TASK TO CARRY OUT: Gather every line of the entries that includes the word "filename".

DATA TO USE:
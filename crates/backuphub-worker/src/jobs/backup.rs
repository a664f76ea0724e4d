//! Database backup job.
//!
//! Runs the external dump utility once, captures everything it writes to
//! stdout and stderr into a single buffer, and collapses every failure mode
//! (spawn failure, missing pipes, read errors, non-zero exit) into
//! [`JobStatus::Failed`].

use std::process::Stdio;
use std::sync::Arc;

use async_trait::async_trait;
use tokio::io::{AsyncRead, AsyncReadExt};
use tokio::process::Command;

use backuphub_core::config::{DatabaseConfig, DumpConfig};
use backuphub_core::types::{JobName, JobStatus};
use backuphub_entity::job::Job;

use crate::executor::JobHandler;

const READ_CHUNK: usize = 8 * 1024;

/// A fully resolved dump utility invocation.
///
/// The password is only ever placed in the child's environment.
#[derive(Clone)]
pub struct DumpInvocation {
    /// Executable to run.
    pub program: String,
    /// Command-line arguments.
    pub args: Vec<String>,
    /// Complete child environment; nothing else is inherited.
    pub env: Vec<(String, String)>,
}

impl DumpInvocation {
    /// Build the invocation from the environment-level configuration.
    pub fn from_config(database: &DatabaseConfig, dump: &DumpConfig) -> Self {
        let mut args = vec![
            "--clean".to_string(),
            "--if-exists".to_string(),
            "-U".to_string(),
            database.username.clone(),
            "-h".to_string(),
            database.host.clone(),
            "-p".to_string(),
            database.port.to_string(),
        ];
        args.extend(dump.extra_args.iter().cloned());

        let mut env = Vec::with_capacity(2);
        if let Ok(path) = std::env::var("PATH") {
            env.push(("PATH".to_string(), path));
        }
        env.push((dump.password_env.clone(), database.password.clone()));

        Self {
            program: dump.binary.clone(),
            args,
            env,
        }
    }

    /// Build the child process command.
    fn command(&self) -> Command {
        let mut cmd = Command::new(&self.program);
        cmd.args(&self.args)
            .env_clear()
            .envs(self.env.iter().map(|(k, v)| (k.as_str(), v.as_str())))
            .stdin(Stdio::null())
            .stdout(Stdio::piped())
            .stderr(Stdio::piped());
        cmd
    }
}

impl std::fmt::Debug for DumpInvocation {
    fn fmt(&self, f: &mut std::fmt::Formatter<'_>) -> std::fmt::Result {
        let env_keys: Vec<&str> = self.env.iter().map(|(k, _)| k.as_str()).collect();
        f.debug_struct("DumpInvocation")
            .field("program", &self.program)
            .field("args", &self.args)
            .field("env", &env_keys)
            .finish()
    }
}

/// Runs one database dump and reports its outcome.
#[derive(Debug, Clone)]
pub struct DatabaseBackupRunner {
    database: DatabaseConfig,
    dump: DumpConfig,
}

impl DatabaseBackupRunner {
    /// Create a runner from a snapshot of the environment configuration.
    pub fn new(database: DatabaseConfig, dump: DumpConfig) -> Self {
        Self { database, dump }
    }

    /// The invocation the next run will use.
    pub fn invocation(&self) -> DumpInvocation {
        DumpInvocation::from_config(&self.database, &self.dump)
    }

    /// Run the dump once. Never returns an error; every failure is
    /// reported as [`JobStatus::Failed`].
    pub async fn run_database_backup(&self) -> JobStatus {
        tracing::debug!("Backing up database");
        let invocation = self.invocation();

        let mut child = match invocation.command().spawn() {
            Ok(child) => child,
            Err(e) => {
                tracing::error!(
                    program = %invocation.program,
                    error = %e,
                    "Backup failed, could not spawn backup process"
                );
                return JobStatus::Failed;
            }
        };

        let (stdout, stderr) = match (child.stdout.take(), child.stderr.take()) {
            (Some(stdout), Some(stderr)) => (stdout, stderr),
            _ => {
                tracing::error!("Backup failed, backup process has no output streams");
                if let Err(e) = child.start_kill() {
                    tracing::warn!(error = %e, "Failed to kill backup process");
                }
                return JobStatus::Failed;
            }
        };

        let drained = drain_combined(stdout, stderr).await;

        let status = match child.wait().await {
            Ok(status) => status,
            Err(e) => {
                tracing::error!(error = %e, "Backup failed, could not wait for backup process");
                return JobStatus::Failed;
            }
        };

        let logs = match drained {
            Ok(bytes) => String::from_utf8_lossy(&bytes).into_owned(),
            Err(e) => {
                tracing::error!(error = %e, "Backup failed, could not read backup output");
                return JobStatus::Failed;
            }
        };

        match status.code() {
            Some(0) => {
                tracing::info!("{}", logs);
                JobStatus::Success
            }
            code => {
                let code = code.map_or_else(|| "none (terminated by signal)".to_string(), |c| c.to_string());
                tracing::error!("Backup failed with code {}, command output follows", code);
                tracing::error!("{}", logs);
                JobStatus::Failed
            }
        }
    }
}

/// Read both streams to EOF, appending chunks in the order they arrive.
async fn drain_combined<O, E>(mut stdout: O, mut stderr: E) -> std::io::Result<Vec<u8>>
where
    O: AsyncRead + Unpin,
    E: AsyncRead + Unpin,
{
    let mut logs = Vec::new();
    let mut out_buf = vec![0u8; READ_CHUNK];
    let mut err_buf = vec![0u8; READ_CHUNK];
    let mut out_open = true;
    let mut err_open = true;

    while out_open || err_open {
        tokio::select! {
            read = stdout.read(&mut out_buf), if out_open => {
                match read? {
                    0 => out_open = false,
                    n => logs.extend_from_slice(&out_buf[..n]),
                }
            }
            read = stderr.read(&mut err_buf), if err_open => {
                match read? {
                    0 => err_open = false,
                    n => logs.extend_from_slice(&err_buf[..n]),
                }
            }
        }
    }

    Ok(logs)
}

/// Queue handler for `backup_database` jobs.
#[derive(Debug, Clone)]
pub struct BackupJobHandler {
    runner: Arc<DatabaseBackupRunner>,
}

impl BackupJobHandler {
    /// Create a new backup job handler
    pub fn new(runner: Arc<DatabaseBackupRunner>) -> Self {
        Self { runner }
    }
}

#[async_trait]
impl JobHandler for BackupJobHandler {
    fn job_type(&self) -> &str {
        JobName::BackupDatabase.as_str()
    }

    async fn execute(&self, _job: &Job) -> JobStatus {
        self.runner.run_database_backup().await
    }
}
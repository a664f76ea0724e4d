//! Dynamic system configuration.
//!
//! Unlike [`super::AppConfig`], this configuration may change while the
//! process runs. Changes flow through a validate-then-commit pipeline and
//! are announced to listeners with both the new and the previous value.

use serde::{Deserialize, Serialize};

use crate::error::AppError;

/// Root of the runtime-reconfigurable settings.
#[derive(Debug, Clone, PartialEq, Eq, Serialize, Deserialize, Default)]
pub struct SystemConfig {
    /// Backup scheduling settings.
    #[serde(default)]
    pub backups: BackupsConfig,
}

/// Backup scheduling settings.
#[derive(Debug, Clone, PartialEq, Eq, Serialize, Deserialize, Default)]
pub struct BackupsConfig {
    /// Scheduled database dumps.
    #[serde(default)]
    pub database: DatabaseBackupConfig,
}

/// When the database dump runs. How to connect lives in
/// [`super::DatabaseConfig`].
#[derive(Debug, Clone, PartialEq, Eq, Serialize, Deserialize)]
pub struct DatabaseBackupConfig {
    /// Cron expression (five fields, or six with leading seconds).
    #[serde(default = "default_cron_expression")]
    pub cron_expression: String,
    /// Whether scheduled dumps are enabled.
    #[serde(default = "default_enabled")]
    pub enabled: bool,
}

impl Default for DatabaseBackupConfig {
    fn default() -> Self {
        Self {
            cron_expression: default_cron_expression(),
            enabled: default_enabled(),
        }
    }
}

impl SystemConfig {
    /// Read the system configuration file from disk.
    ///
    /// Always reads the file; there is no caching at this level.
    pub fn load(path: &str) -> Result<Self, AppError> {
        let config = config::Config::builder()
            .add_source(config::File::with_name(path).required(false))
            .build()
            .map_err(|e| {
                AppError::configuration(format!("Failed to read system config '{path}': {e}"))
            })?;

        config.try_deserialize().map_err(|e| {
            AppError::configuration(format!("Failed to deserialize system config: {e}"))
        })
    }
}

fn default_cron_expression() -> String {
    "0 2 * * *".to_string()
}

fn default_enabled() -> bool {
    true
}
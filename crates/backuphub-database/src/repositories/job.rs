//! Job repository implementation.

use chrono::{DateTime, Utc};
use sqlx::PgPool;
use uuid::Uuid;

use backuphub_core::error::{AppError, ErrorKind};
use backuphub_core::result::AppResult;
use backuphub_entity::job::{CreateJob, Job, JobState};

/// Repository for background job CRUD and queue operations.
#[derive(Debug, Clone)]
pub struct JobRepository {
    pool: PgPool,
}

impl JobRepository {
    /// Create a new job repository.
    pub fn new(pool: PgPool) -> Self {
        Self { pool }
    }

    /// Find a job by ID.
    pub async fn find_by_id(&self, id: Uuid) -> AppResult<Option<Job>> {
        sqlx::query_as::<_, Job>("SELECT * FROM jobs WHERE id = $1")
            .bind(id)
            .fetch_optional(&self.pool)
            .await
            .map_err(|e| AppError::with_source(ErrorKind::Database, "Failed to find job", e))
    }

    /// List the most recent jobs of a type, newest first.
    pub async fn find_recent(&self, job_type: &str, limit: i64) -> AppResult<Vec<Job>> {
        sqlx::query_as::<_, Job>(
            "SELECT * FROM jobs WHERE job_type = $1 ORDER BY created_at DESC LIMIT $2",
        )
        .bind(job_type)
        .bind(limit)
        .fetch_all(&self.pool)
        .await
        .map_err(|e| AppError::with_source(ErrorKind::Database, "Failed to list jobs", e))
    }

    /// Claim the next pending job from a queue (SKIP LOCKED for concurrency).
    pub async fn claim_next(&self, queue: &str, worker_id: &str) -> AppResult<Option<Job>> {
        sqlx::query_as::<_, Job>(
            "UPDATE jobs SET state = 'running', started_at = NOW(), worker_id = $2, \
             attempts = attempts + 1, updated_at = NOW() \
             WHERE id = ( \
                SELECT id FROM jobs \
                WHERE queue = $1 AND state = 'pending' \
                ORDER BY created_at ASC \
                FOR UPDATE SKIP LOCKED \
                LIMIT 1 \
             ) RETURNING *",
        )
        .bind(queue)
        .bind(worker_id)
        .fetch_optional(&self.pool)
        .await
        .map_err(|e| AppError::with_source(ErrorKind::Database, "Failed to claim job", e))
    }

    /// Create a new pending job.
    pub async fn create(&self, data: &CreateJob) -> AppResult<Job> {
        sqlx::query_as::<_, Job>(
            "INSERT INTO jobs (job_type, queue, payload, max_attempts) \
             VALUES ($1, $2, $3, $4) RETURNING *",
        )
        .bind(&data.job_type)
        .bind(&data.queue)
        .bind(&data.payload)
        .bind(data.max_attempts)
        .fetch_one(&self.pool)
        .await
        .map_err(|e| AppError::with_source(ErrorKind::Database, "Failed to create job", e))
    }

    /// Mark a job as completed.
    pub async fn mark_completed(&self, job_id: Uuid) -> AppResult<()> {
        sqlx::query(
            "UPDATE jobs SET state = 'completed', error_message = NULL, completed_at = NOW(), \
             updated_at = NOW() WHERE id = $1",
        )
        .bind(job_id)
        .execute(&self.pool)
        .await
        .map_err(|e| AppError::with_source(ErrorKind::Database, "Failed to complete job", e))?;
        Ok(())
    }

    /// Mark a job as failed.
    pub async fn mark_failed(&self, job_id: Uuid, error_message: &str) -> AppResult<()> {
        sqlx::query(
            "UPDATE jobs SET state = 'failed', error_message = $2, completed_at = NOW(), \
             updated_at = NOW() WHERE id = $1",
        )
        .bind(job_id)
        .bind(error_message)
        .execute(&self.pool)
        .await
        .map_err(|e| {
            AppError::with_source(ErrorKind::Database, "Failed to mark job as failed", e)
        })?;
        Ok(())
    }

    /// Put a running job back to pending for another attempt.
    pub async fn retry(&self, job_id: Uuid, error_message: &str) -> AppResult<()> {
        sqlx::query(
            "UPDATE jobs SET state = 'pending', error_message = $2, started_at = NULL, \
             worker_id = NULL, updated_at = NOW() \
             WHERE id = $1 AND state = 'running'",
        )
        .bind(job_id)
        .bind(error_message)
        .execute(&self.pool)
        .await
        .map_err(|e| AppError::with_source(ErrorKind::Database, "Failed to retry job", e))?;
        Ok(())
    }

    /// Cancel a job that has not started yet.
    pub async fn cancel(&self, job_id: Uuid) -> AppResult<bool> {
        let result = sqlx::query(
            "UPDATE jobs SET state = 'cancelled', updated_at = NOW() \
             WHERE id = $1 AND state = 'pending'",
        )
        .bind(job_id)
        .execute(&self.pool)
        .await
        .map_err(|e| AppError::with_source(ErrorKind::Database, "Failed to cancel job", e))?;
        Ok(result.rows_affected() > 0)
    }

    /// Count jobs in a given state.
    pub async fn count_by_state(&self, state: JobState) -> AppResult<i64> {
        sqlx::query_scalar::<_, i64>("SELECT COUNT(*) FROM jobs WHERE state = $1")
            .bind(state)
            .fetch_one(&self.pool)
            .await
            .map_err(|e| AppError::with_source(ErrorKind::Database, "Failed to count jobs", e))
    }

    /// Delete terminal jobs last touched before `before`.
    pub async fn cleanup_old(&self, before: DateTime<Utc>) -> AppResult<u64> {
        let result = sqlx::query(
            "DELETE FROM jobs WHERE state IN ('completed', 'failed', 'cancelled') AND updated_at < $1",
        )
        .bind(before)
        .execute(&self.pool)
        .await
        .map_err(|e| AppError::with_source(ErrorKind::Database, "Failed to cleanup jobs", e))?;
        Ok(result.rows_affected())
    }
}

SOLUTION:
filename crates/backuphub-worker/src/jobs/backup.rs
filename crates/backuphub-database/src/repositories/job.rs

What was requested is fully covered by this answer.